Task objective: Repeat each line of the data exactly as written.

───── Working data ─────

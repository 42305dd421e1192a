//! Persistence for the vault.
//!
//! The `Storage` trait is everything the vault core needs from a store:
//! byte-exact configuration values, entry CRUD and search, bulk export,
//! transactional import and the audit trail.  The store has no
//! cryptographic responsibility; it only ever sees ciphertext for the
//! password and notes fields.
//!
//! `SqliteStorage` is the only implementation shipped.

pub mod schema;
pub mod sqlite;

use chrono::{DateTime, SecondsFormat, Utc};

use crate::audit::AuditEntry;
use crate::errors::Result;
use crate::vault::entry::{EntrySummary, SealedEntry, SearchParams, StoredEntry};

pub use sqlite::SqliteStorage;

/// Storage backend interface for the vault.
///
/// Implementations must ensure:
/// - Configuration values round-trip byte-exact
/// - Ids are assigned by the store and never reused for another entry
/// - `import_entries` is all-or-nothing
pub trait Storage {
    /// Read a named configuration value.
    fn get_config(&self, key: &str) -> Result<Option<Vec<u8>>>;

    /// Write several configuration values in one transaction.
    fn put_config_batch(&mut self, values: &[(&str, &[u8])]) -> Result<()>;

    /// Insert a new entry and return its assigned id.
    fn insert_entry(&mut self, entry: &SealedEntry<'_>) -> Result<i64>;

    /// Fetch a single raw entry.
    fn get_entry(&self, id: i64) -> Result<Option<StoredEntry>>;

    /// Replace an entry's fields.  Returns `false` if no row has that id.
    fn update_entry(&mut self, id: i64, entry: &SealedEntry<'_>) -> Result<bool>;

    /// Delete an entry.  Returns `false` if no row has that id.
    fn delete_entry(&mut self, id: i64) -> Result<bool>;

    /// Filtered, ordered, paginated metadata listing.
    fn search_entries(&self, params: &SearchParams) -> Result<Vec<EntrySummary>>;

    /// Metadata for every entry, ordered by title.
    fn list_entries(&self) -> Result<Vec<EntrySummary>> {
        self.search_entries(&SearchParams::default())
    }

    /// Every entry as a raw row, blobs included.
    fn export_entries(&self) -> Result<Vec<StoredEntry>>;

    /// Insert every row as a new entry inside a single transaction.
    ///
    /// Ids in `entries` are ignored; timestamps are kept.  On any
    /// failure nothing is inserted.
    fn import_entries(&mut self, entries: &[StoredEntry]) -> Result<usize>;

    /// Append to the audit trail.  Never fails the caller.
    fn log_event(&self, action: &str, resource_id: Option<i64>, details: Option<&str>);

    /// Most recent audit events first.
    fn audit_events(&self, limit: usize, since: Option<DateTime<Utc>>) -> Result<Vec<AuditEntry>>;

    /// Release the underlying connection.
    fn close(self) -> Result<()>
    where
        Self: Sized;
}

/// Current time in the store's fixed textual format.
///
/// Example: `2024-01-02T03:04:05.678Z`.  Fixed width, so text order is
/// chronological order.
pub fn timestamp_now() -> String {
    format_timestamp(Utc::now())
}

/// Format a timestamp in the store's fixed textual format.
pub fn format_timestamp(ts: DateTime<Utc>) -> String {
    ts.to_rfc3339_opts(SecondsFormat::Millis, true)
}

─────

Result of this task:
repository 42305dd421e1192a
//! Persistence for the vault.
//!
//! The `Storage` trait is everything the vault core needs from a store:
//! byte-exact configuration values, entry CRUD and search, bulk export,
//! transactional import and the audit trail.  The store has no
//! cryptographic responsibility; it only ever sees ciphertext for the
//! password and notes fields.
//!
//! `SqliteStorage` is the only implementation shipped.

pub mod schema;
pub mod sqlite;

use chrono::{DateTime, SecondsFormat, Utc};

use crate::audit::AuditEntry;
use crate::errors::Result;
use crate::vault::entry::{EntrySummary, SealedEntry, SearchParams, StoredEntry};

pub use sqlite::SqliteStorage;

/// Storage backend interface for the vault.
///
/// Implementations must ensure:
/// - Configuration values round-trip byte-exact
/// - Ids are assigned by the store and never reused for another entry
/// - `import_entries` is all-or-nothing
pub trait Storage {
    /// Read a named configuration value.
    fn get_config(&self, key: &str) -> Result<Option<Vec<u8>>>;

    /// Write several configuration values in one transaction.
    fn put_config_batch(&mut self, values: &[(&str, &[u8])]) -> Result<()>;

    /// Insert a new entry and return its assigned id.
    fn insert_entry(&mut self, entry: &SealedEntry<'_>) -> Result<i64>;

    /// Fetch a single raw entry.
    fn get_entry(&self, id: i64) -> Result<Option<StoredEntry>>;

    /// Replace an entry's fields.  Returns `false` if no row has that id.
    fn update_entry(&mut self, id: i64, entry: &SealedEntry<'_>) -> Result<bool>;

    /// Delete an entry.  Returns `false` if no row has that id.
    fn delete_entry(&mut self, id: i64) -> Result<bool>;

    /// Filtered, ordered, paginated metadata listing.
    fn search_entries(&self, params: &SearchParams) -> Result<Vec<EntrySummary>>;

    /// Metadata for every entry, ordered by title.
    fn list_entries(&self) -> Result<Vec<EntrySummary>> {
        self.search_entries(&SearchParams::default())
    }

    /// Every entry as a raw row, blobs included.
    fn export_entries(&self) -> Result<Vec<StoredEntry>>;

    /// Insert every row as a new entry inside a single transaction.
    ///
    /// Ids in `entries` are ignored; timestamps are kept.  On any
    /// failure nothing is inserted.
    fn import_entries(&mut self, entries: &[StoredEntry]) -> Result<usize>;

    /// Append to the audit trail.  Never fails the caller.
    fn log_event(&self, action: &str, resource_id: Option<i64>, details: Option<&str>);

    /// Most recent audit events first.
    fn audit_events(&self, limit: usize, since: Option<DateTime<Utc>>) -> Result<Vec<AuditEntry>>;

    /// Release the underlying connection.
    fn close(self) -> Result<()>
    where
        Self: Sized;
}

/// Current time in the store's fixed textual format.
///
/// Example: `2024-01-02T03:04:05.678Z`.  Fixed width, so text order is
/// chronological order.
pub fn timestamp_now() -> String {
    format_timestamp(Utc::now())
}

/// Format a timestamp in the store's fixed textual format.
pub fn format_timestamp(ts: DateTime<Utc>) -> String {
    ts.to_rfc3339_opts(SecondsFormat::Millis, true)
}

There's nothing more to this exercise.